BEIRUT, LEBANON - Gunmen assassinated the brother of the Syrian parliament speaker Tuesday in a central Damascus neighborhood, the official Syrian news agency reported, as clashes between government forces and the rebels convulsed most major cities and seven defecting Syrian generals fled into neighboring Turkey.

The violence aroused new concern about the faltering diplomatic efforts to end the conflict. At the United Nations, the under-secretary general for political affairs, Jeffrey Feltman, briefed the Security Council and told reporters afterward that the antagonists in Syria appeared unable to break out of the "military logic" that force will dictate the outcome.
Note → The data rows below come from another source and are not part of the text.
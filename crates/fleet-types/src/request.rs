//! Processing requests, responses and routing context.

use crate::category::ServiceCategory;
use crate::instance::InstanceId;
use chrono::{DateTime, Utc};
use serde::{Deserialize, Serialize};
use serde_json::{Map, Value};

/// JSON object used for request context and aggregated results.
pub type ResultMap = Map<String, Value>;

pub const MIN_PRIORITY: u8 = 1;
pub const MAX_PRIORITY: u8 = 5;

/// A unit of work submitted to the orchestrator.
#[derive(Debug, Clone, Serialize, Deserialize)]
pub struct ProcessingRequest {
	pub request_id: String,
	pub request_type: String,
	pub content: String,
	pub context: ResultMap,
	/// 1 is lowest, 5 is highest
	pub priority: u8,
	pub complexity: f64,
	/// Empty means "derive from the request type"
	pub required_categories: Vec<ServiceCategory>,
	pub timestamp: DateTime<Utc>,
}

impl ProcessingRequest {
	pub fn new(request_type: impl Into<String>, content: impl Into<String>) -> Self {
		Self {
			request_id: uuid::Uuid::new_v4().to_string(),
			request_type: request_type.into(),
			content: content.into(),
			context: ResultMap::new(),
			priority: MIN_PRIORITY,
			complexity: 1.0,
			required_categories: Vec::new(),
			timestamp: Utc::now(),
		}
	}

	pub fn with_context(mut self, context: ResultMap) -> Self {
		self.context = context;
		self
	}

	pub fn with_priority(mut self, priority: u8) -> Self {
		self.priority = priority;
		self
	}

	pub fn with_complexity(mut self, complexity: f64) -> Self {
		self.complexity = complexity;
		self
	}

	pub fn with_categories(mut self, categories: Vec<ServiceCategory>) -> Self {
		self.required_categories = categories;
		self
	}

	/// Checks the fields the pipeline relies on.
	pub fn validate(&self) -> Result<(), String> {
		if !self.complexity.is_finite() || self.complexity < 0.0 {
			return Err(format!(
				"complexity must be a finite non-negative number, got {}",
				self.complexity
			));
		}
		if !(MIN_PRIORITY..=MAX_PRIORITY).contains(&self.priority) {
			return Err(format!(
				"priority must be between {} and {}, got {}",
				MIN_PRIORITY, MAX_PRIORITY, self.priority
			));
		}
		Ok(())
	}
}

#[derive(Debug, Clone, Copy, PartialEq, Eq, Serialize, Deserialize)]
#[serde(rename_all = "snake_case")]
pub enum ResponseStatus {
	Success,
	Error,
}

/// Aggregated outcome of a pipeline run.
#[derive(Debug, Clone, Serialize, Deserialize)]
pub struct ProcessingResponse {
	pub request_id: String,
	pub status: ResponseStatus,
	pub result: ResultMap,
	/// Elapsed wall time in seconds
	pub processing_time: f64,
	pub instances_used: Vec<InstanceId>,
	pub confidence: f64,
	pub errors: Vec<String>,
}

impl ProcessingResponse {
	pub fn error(request_id: impl Into<String>, processing_time: f64, error: String) -> Self {
		Self {
			request_id: request_id.into(),
			status: ResponseStatus::Error,
			result: ResultMap::new(),
			processing_time,
			instances_used: Vec::new(),
			confidence: 0.0,
			errors: vec![error],
		}
	}

	pub fn is_success(&self) -> bool {
		self.status == ResponseStatus::Success
	}
}

/// Hints passed to the load balancer when picking an instance.
#[derive(Debug, Clone, PartialEq)]
pub struct SelectionContext {
	pub complexity: f64,
	pub priority: u8,
	pub request_type: String,
}

impl Default for SelectionContext {
	fn default() -> Self {
		Self {
			complexity: 1.0,
			priority: MIN_PRIORITY,
			request_type: String::new(),
		}
	}
}

impl From<&ProcessingRequest> for SelectionContext {
	fn from(request: &ProcessingRequest) -> Self {
		Self {
			complexity: request.complexity,
			priority: request.priority,
			request_type: request.request_type.clone(),
		}
	}
}
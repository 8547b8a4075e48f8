//! Concrete implementations of the collaborator traits.
//!
//! The daemon runs without real processes or instrumentation. The types in
//! here stand in for them so a fleet can be brought up end to end.

/// Simulated process launching.
pub mod driver;
/// Built-in per-category processing capabilities.
pub mod processors;
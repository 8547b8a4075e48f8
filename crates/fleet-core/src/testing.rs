//! Scripted collaborators shared by the unit tests of this crate.

use async_trait::async_trait;
use fleet_types::{
	FleetError, HealthProbe, InstanceConfig, InstanceDriver, InstanceId, InstanceStatus,
	ProcessingRequest, Processor, ResultMap, StatusListener,
};
use serde_json::Value;
use std::collections::HashSet;
use std::sync::atomic::{AtomicU32, Ordering};
use std::sync::{Arc, Mutex};
use std::time::Duration;

/// Launches succeed with increasing pids unless the instance id is marked
/// as failing.
#[derive(Default)]
pub struct ScriptedDriver {
	next_pid: AtomicU32,
	failing: Mutex<HashSet<InstanceId>>,
	launch_delay: Option<Duration>,
	pub launches: AtomicU32,
	pub terminations: AtomicU32,
	pub terminated_pids: Mutex<Vec<Option<u32>>>,
}

impl ScriptedDriver {
	pub fn new() -> Self {
		Self {
			next_pid: AtomicU32::new(1000),
			..Default::default()
		}
	}

	pub fn slow(delay: Duration) -> Self {
		Self {
			launch_delay: Some(delay),
			..Self::new()
		}
	}

	pub fn fail_launch(&self, instance_id: &str) {
		self.failing.lock().unwrap().insert(instance_id.to_string());
	}
}

#[async_trait]
impl InstanceDriver for ScriptedDriver {
	async fn launch(&self, config: &InstanceConfig) -> Result<u32, FleetError> {
		self.launches.fetch_add(1, Ordering::SeqCst);
		if let Some(delay) = self.launch_delay {
			tokio::time::sleep(delay).await;
		}
		if self.failing.lock().unwrap().contains(&config.instance_id) {
			return Err(FleetError::Other(anyhow::anyhow!("launch refused")));
		}
		Ok(self.next_pid.fetch_add(1, Ordering::SeqCst))
	}

	async fn terminate(
		&self,
		_config: &InstanceConfig,
		pid: Option<u32>,
	) -> Result<(), FleetError> {
		self.terminations.fetch_add(1, Ordering::SeqCst);
		self.terminated_pids.lock().unwrap().push(pid);
		Ok(())
	}
}

/// Reports healthy unless the instance id is marked as unhealthy.
#[derive(Default)]
pub struct ScriptedProbe {
	unhealthy: Mutex<HashSet<InstanceId>>,
}

impl ScriptedProbe {
	pub fn set_healthy(&self, instance_id: &str, healthy: bool) {
		let mut unhealthy = self.unhealthy.lock().unwrap();
		if healthy {
			unhealthy.remove(instance_id);
		} else {
			unhealthy.insert(instance_id.to_string());
		}
	}
}

#[async_trait]
impl HealthProbe for ScriptedProbe {
	async fn probe(&self, config: &InstanceConfig) -> Result<bool, FleetError> {
		Ok(!self.unhealthy.lock().unwrap().contains(&config.instance_id))
	}
}

/// Records every status change it is told about.
#[derive(Default)]
pub struct RecordingListener {
	pub events: Mutex<Vec<(InstanceId, InstanceStatus)>>,
}

impl RecordingListener {
	pub fn statuses_of(&self, instance_id: &str) -> Vec<InstanceStatus> {
		self.events
			.lock()
			.unwrap()
			.iter()
			.filter(|(id, _)| id == instance_id)
			.map(|(_, s)| *s)
			.collect()
	}
}

impl StatusListener for RecordingListener {
	fn on_status_change(&self, instance_id: &str, status: InstanceStatus) -> anyhow::Result<()> {
		self.events
			.lock()
			.unwrap()
			.push((instance_id.to_string(), status));
		Ok(())
	}
}

/// Returns a fixed map, or fails when built with [`FixedProcessor::failing`].
pub struct FixedProcessor {
	result: Option<ResultMap>,
}

impl FixedProcessor {
	pub fn new(pairs: &[(&str, Value)]) -> Arc<Self> {
		let result = pairs
			.iter()
			.map(|(k, v)| (k.to_string(), v.clone()))
			.collect();
		Arc::new(Self {
			result: Some(result),
		})
	}

	pub fn failing() -> Arc<Self> {
		Arc::new(Self { result: None })
	}
}

#[async_trait]
impl Processor for FixedProcessor {
	async fn process(
		&self,
		_request: &ProcessingRequest,
		_intermediate: &ResultMap,
	) -> Result<ResultMap, FleetError> {
		self.result
			.clone()
			.ok_or_else(|| FleetError::Capability("processor exploded".into()))
	}
}
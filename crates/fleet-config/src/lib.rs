//! Configuration for the fleet daemon.
//!
//! Files may be TOML, JSON or YAML (chosen by extension). `${VAR}` references
//! are substituted from the environment before parsing, a few settings can
//! be overridden through `FLEET_*` variables, and the result is validated
//! before it is handed out.

pub mod loader;
pub mod order;
pub mod serde_helpers;
pub mod types;

pub use loader::{load_config, ConfigLoader};
pub use order::startup_order;
pub use types::*;

use fleet_types::ServiceCategory;
use thiserror::Error;

#[derive(Error, Debug)]
pub enum ConfigError {
	#[error("File not found: {0}")]
	FileNotFound(String),

	#[error("Parse error: {0}")]
	ParseError(String),

	#[error("Unsupported config format: {0}")]
	UnsupportedFormat(String),

	#[error("Validation error: {0}")]
	ValidationError(String),

	#[error("Environment variable not found: {0}")]
	EnvVarNotFound(String),

	#[error("Dependency cycle through {0}")]
	DependencyCycle(ServiceCategory),

	#[error("IO error: {0}")]
	IoError(#[from] std::io::Error),
}
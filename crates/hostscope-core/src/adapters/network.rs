//! Per-interface receive/transmit throughput from `/proc/net/dev`.

use std::path::{Path, PathBuf};

use crate::adapter::{MetricAdapter, MetricKind, Reading, fail_all};
use crate::config::is_ignored;
use crate::counters::{self, NetBytes, Snapshot};
use crate::error::{Result, SampleError};

fn read_net_dev(path: &Path) -> Result<Snapshot<NetBytes>> {
    let raw = std::fs::read_to_string(path).map_err(|e| SampleError::read(path, &e))?;
    Ok(counters::parse_net_dev(&raw))
}

/// Interfaces listed in `<proc>/net/dev`, minus `ignore`.
pub fn discover_interfaces(proc_root: &Path, ignore: &[String]) -> Result<Vec<String>> {
    let snapshot = read_net_dev(&proc_root.join("net").join("dev"))?;
    let ifaces: Vec<String> = snapshot
        .keys()
        .filter(|name| !is_ignored(name, ignore))
        .map(str::to_string)
        .collect();
    log::info!("tracking interfaces: {ifaces:?}");
    Ok(ifaces)
}

pub struct NetworkIoAdapter {
    name: String,
    iface: String,
    dev_path: PathBuf,
    previous: Option<NetBytes>,
    series: Vec<String>,
}

impl NetworkIoAdapter {
    pub fn new(proc_root: &Path, iface: &str) -> Self {
        let dev_path = proc_root.join("net").join("dev");
        let previous = read_net_dev(&dev_path)
            .ok()
            .and_then(|s| s.get(iface).copied());
        if previous.is_none() {
            log::warn!("no baseline for interface {iface}");
        }
        Self {
            name: format!("net:{iface}"),
            iface: iface.to_string(),
            dev_path,
            previous,
            series: vec![format!("{iface} Rx"), format!("{iface} Tx")],
        }
    }

    pub fn interface(&self) -> &str {
        &self.iface
    }
}

impl MetricAdapter for NetworkIoAdapter {
    fn name(&self) -> &str {
        &self.name
    }

    fn kind(&self) -> MetricKind {
        MetricKind::Throughput
    }

    fn series(&self) -> &[String] {
        &self.series
    }

    fn sample(&mut self) -> Vec<Reading> {
        let current = match read_net_dev(&self.dev_path).and_then(|s| {
            s.get(&self.iface)
                .copied()
                .ok_or_else(|| SampleError::Missing(format!("interface {}", self.iface)))
        }) {
            Ok(bytes) => bytes,
            Err(e) => return fail_all(self.series.len(), &e),
        };
        let d = counters::delta_one(&self.iface, self.previous.as_ref(), &current);
        self.previous = Some(current);
        vec![Ok(d.rx as f64), Ok(d.tx as f64)]
    }
}
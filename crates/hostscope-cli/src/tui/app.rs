//! TUI application state and event loop.
//!
//! Sampling runs on a background thread so the UI never blocks on a slow
//! probe. At most one tick is in flight; the render loop only reads the
//! last published chart snapshots.

use std::io;
use std::sync::{
    Arc, Mutex, MutexGuard,
    atomic::{AtomicBool, Ordering},
};
use std::thread::{self, ThreadId};
use std::time::{Duration, Instant, SystemTime, UNIX_EPOCH};

use crossterm::{
    event::{self, Event, KeyCode, KeyEventKind},
    execute,
    terminal::{EnterAlternateScreen, LeaveAlternateScreen, disable_raw_mode, enable_raw_mode},
};
use ratatui::prelude::*;

use hostscope_core::{ChartSnapshot, Diagnostic, Inventory, Sampler, SharedSampler, TickOutcome};

const MIN_REFRESH: Duration = Duration::from_millis(100);
const MAX_REFRESH: Duration = Duration::from_secs(10);

/// Published by the sampling thread, read by the renderer.
#[derive(Default)]
struct Published {
    charts: Vec<ChartSnapshot>,
    tick: Option<u64>,
    last_ms: u128,
    skipped: u64,
    diagnostics: Vec<Diagnostic>,
    sampling: bool,
}

fn lock(state: &Mutex<Published>) -> MutexGuard<'_, Published> {
    state.lock().unwrap_or_else(|p| p.into_inner())
}

/// Only the thread that drives the UI may tear the terminal down; panics
/// caught on the sampling thread must leave it alone.
fn owns_terminal(ui_thread: ThreadId) -> bool {
    thread::current().id() == ui_thread
}

/// Halve (`faster`) or double the refresh period within bounds.
pub fn adjust_refresh(current: Duration, faster: bool) -> Duration {
    let next = if faster { current / 2 } else { current * 2 };
    next.clamp(MIN_REFRESH, MAX_REFRESH)
}

pub struct App {
    sampler: SharedSampler,
    inventory: Inventory,
    refresh_rate: Duration,
    running: bool,
    paused: bool,
    published: Arc<Mutex<Published>>,
    collector_flag: Arc<AtomicBool>,
    last_export: Option<String>,
}

impl App {
    pub fn new(sampler: Sampler, inventory: Inventory, refresh: Duration) -> Self {
        let charts = sampler.snapshots();
        Self {
            sampler: SharedSampler::new(sampler),
            inventory,
            refresh_rate: refresh.clamp(MIN_REFRESH, MAX_REFRESH),
            running: true,
            paused: false,
            published: Arc::new(Mutex::new(Published {
                charts,
                ..Published::default()
            })),
            collector_flag: Arc::new(AtomicBool::new(false)),
            last_export: None,
        }
    }

    pub fn run(&mut self) -> io::Result<()> {
        enable_raw_mode()?;
        let mut stdout = io::stdout();
        execute!(stdout, EnterAlternateScreen)?;
        let backend = CrosstermBackend::new(stdout);
        let mut terminal = Terminal::new(backend)?;

        // Restore the terminal before a UI-thread panic message is printed.
        let ui_thread = thread::current().id();
        let original_hook = std::panic::take_hook();
        std::panic::set_hook(Box::new(move |info| {
            if owns_terminal(ui_thread) {
                let _ = disable_raw_mode();
                let _ = execute!(io::stdout(), LeaveAlternateScreen, crossterm::cursor::Show);
            }
            original_hook(info);
        }));

        let result = self.run_loop(&mut terminal);

        let _ = std::panic::take_hook();
        disable_raw_mode()?;
        execute!(
            terminal.backend_mut(),
            LeaveAlternateScreen,
            crossterm::cursor::Show
        )?;

        if let Some(path) = &self.last_export {
            println!("Charts exported to {path}");
        }

        result
    }

    fn run_loop(
        &mut self,
        terminal: &mut Terminal<CrosstermBackend<io::Stdout>>,
    ) -> io::Result<()> {
        self.kick_tick();
        let mut last_tick = Instant::now();

        while self.running {
            terminal.draw(|f| super::ui::draw(f, self))?;

            if event::poll(Duration::from_millis(50))?
                && let Event::Key(key) = event::read()?
                && key.kind == KeyEventKind::Press
            {
                self.handle_key(key.code);
            }

            if last_tick.elapsed() >= self.refresh_rate {
                if !self.paused {
                    self.kick_tick();
                }
                last_tick = Instant::now();
            }
        }

        Ok(())
    }

    fn handle_key(&mut self, key: KeyCode) {
        match key {
            KeyCode::Char('q') | KeyCode::Esc => self.running = false,
            KeyCode::Char('p') => self.paused = !self.paused,
            KeyCode::Char('s') => self.export_snapshot(),
            KeyCode::Char('+') | KeyCode::Char('=') => {
                self.refresh_rate = adjust_refresh(self.refresh_rate, true);
            }
            KeyCode::Char('-') => {
                self.refresh_rate = adjust_refresh(self.refresh_rate, false);
            }
            _ => {}
        }
    }

    fn kick_tick(&self) {
        if self.collector_flag.load(Ordering::Relaxed) {
            lock(&self.published).skipped += 1;
            return;
        }

        let sampler = self.sampler.clone();
        let published = Arc::clone(&self.published);
        let flag = Arc::clone(&self.collector_flag);

        flag.store(true, Ordering::Relaxed);

        thread::spawn(move || {
            lock(&published).sampling = true;

            let inner = std::panic::catch_unwind(std::panic::AssertUnwindSafe(|| {
                match sampler.try_tick() {
                    TickOutcome::Completed(report) => {
                        let charts = sampler.snapshots();
                        let mut p = lock(&published);
                        p.charts = charts;
                        p.tick = Some(report.tick);
                        p.last_ms = report.elapsed.as_millis();
                        p.diagnostics = report.diagnostics;
                    }
                    TickOutcome::Skipped => lock(&published).skipped += 1,
                }
            }));

            let mut p = lock(&published);
            p.sampling = false;
            if inner.is_err() {
                p.skipped += 1;
            }
            drop(p);
            flag.store(false, Ordering::Relaxed);
        });
    }

    fn export_snapshot(&mut self) {
        let charts = lock(&self.published).charts.clone();
        let ts = SystemTime::now()
            .duration_since(UNIX_EPOCH)
            .map(|d| d.as_secs())
            .unwrap_or(0);
        let path = format!("hostscope-{ts}.json");
        let written = serde_json::to_string_pretty(&charts)
            .map_err(io::Error::other)
            .and_then(|json| std::fs::write(&path, json));
        self.last_export = match written {
            Ok(()) => Some(path),
            Err(e) => {
                log::warn!("export to {path} failed: {e}");
                None
            }
        };
    }

    // --- read accessors for ui ---

    pub fn charts(&self) -> Vec<ChartSnapshot> {
        lock(&self.published).charts.clone()
    }

    pub fn diagnostics(&self) -> Vec<Diagnostic> {
        lock(&self.published).diagnostics.clone()
    }

    pub fn tick(&self) -> Option<u64> {
        lock(&self.published).tick
    }

    pub fn last_ms(&self) -> u128 {
        lock(&self.published).last_ms
    }

    pub fn skipped(&self) -> u64 {
        lock(&self.published).skipped
    }

    pub fn is_sampling(&self) -> bool {
        lock(&self.published).sampling
    }

    pub fn is_paused(&self) -> bool {
        self.paused
    }

    pub fn refresh_rate(&self) -> Duration {
        self.refresh_rate
    }

    pub fn inventory(&self) -> &Inventory {
        &self.inventory
    }

    pub fn last_export(&self) -> Option<&str> {
        self.last_export.as_deref()
    }
}

#[cfg(test)]
mod tests {
    use super::*;

    #[test]
    fn refresh_halves_and_doubles_within_bounds() {
        let one = Duration::from_secs(1);
        assert_eq!(adjust_refresh(one, true), Duration::from_millis(500));
        assert_eq!(adjust_refresh(one, false), Duration::from_secs(2));
        assert_eq!(adjust_refresh(MIN_REFRESH, true), MIN_REFRESH);
        assert_eq!(adjust_refresh(MAX_REFRESH, false), MAX_REFRESH);
    }

    #[test]
    fn only_the_ui_thread_owns_the_terminal() {
        let ui_thread = thread::current().id();
        assert!(owns_terminal(ui_thread));
        let from_sampler = thread::spawn(move || owns_terminal(ui_thread))
            .join()
            .unwrap();
        assert!(!from_sampler);
    }

    #[test]
    fn paused_app_does_not_sample() {
        let mut app = App::new(Sampler::new(), empty_inventory(), Duration::from_secs(1));
        app.handle_key(KeyCode::Char('p'));
        assert!(app.is_paused());
        app.handle_key(KeyCode::Char('+'));
        assert_eq!(app.refresh_rate(), Duration::from_millis(500));
        app.handle_key(KeyCode::Esc);
        assert!(!app.running);
    }

    #[test]
    fn kick_tick_publishes_charts() {
        let app = App::new(Sampler::new(), empty_inventory(), Duration::from_secs(1));
        app.kick_tick();
        let deadline = Instant::now() + Duration::from_secs(5);
        while app.tick().is_none() && Instant::now() < deadline {
            thread::sleep(Duration::from_millis(5));
        }
        assert_eq!(app.tick(), Some(0));
    }

    fn empty_inventory() -> Inventory {
        Inventory {
            cpu_cores: 0,
            drives: Vec::new(),
            interfaces: Vec::new(),
            temperature_drives: Vec::new(),
            fan_input: None,
        }
    }
}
He also expressed hope that the Security Council could put aside its divisiveness and "act in a unified fashion" to help the special Syria representative of the United Nations and the Arab League, Lakhdar Brahimi, who is to brief council members later this month.

'Grimmer every day'

"Our overriding message is one of great concern," Feltman said. "The situation inside Syria is turning grimmer every day, and the risk is growing that the crisis could explode outward into an already volatile region."

The assassination victim, Mohammad Osama al-Laham, was shot while en route to work in Damascus, the Syrian capital, the official news agency SANA reported.

The agency attributed the attack to terrorists, the government's standard description for the opposition to Syrian President Bashar Assad, and said the motive was to deprive Syria of skilled loyalists needed in the country.

Al-Laham, the brother of Jihad Laham, speaker of the People's Assembly, held a doctorate in agriculture.

The assassination came one day after the funeral of Mohamed Rafeh, 30, a TV star who was abducted and killed, apparently by government opponents over the weekend.

Generals' defections

In Turkey, which has become one of Assad's biggest opponents, news agencies reported that seven Syrian army generals arrived with their families through the border town of Reyhanli in Hatay Province, escorted under tight security. The generals were sent to the Apaydin military camp, home to high-ranking military officers and their families who have fled Syria.

Turkey's Zaman newspaper reported that the latest defections bring the total number of Syrian generals who have defected to 42.

Government and rebel reports detailed clashes in virtually every major urban area Tuesday, extending what had already been described as some of the worst violence in months.

The mayhem included three bombs that exploded late in the day in Qudsiya, a working-class suburb of Damascus, according to SANA and the Syrian Observatory for Human Rights, a group based in Britain with contacts inside Syria. At least 10 people died and 40 were injured, the observatory said.

It said the bomb went off in Zahra Square, near an area that is heavily populated by Republican Guards, an elite military unit whose members are drawn from Assad's minority Alawite sect, which controls Syria. The guards have been heavily involved in fighting regime opponents.

The bombings were part of a series of killings and attacks with booby-trapped cars that have targeted people or neighborhoods close to the seat of Assad's government.

The death toll nationwide was at least 159.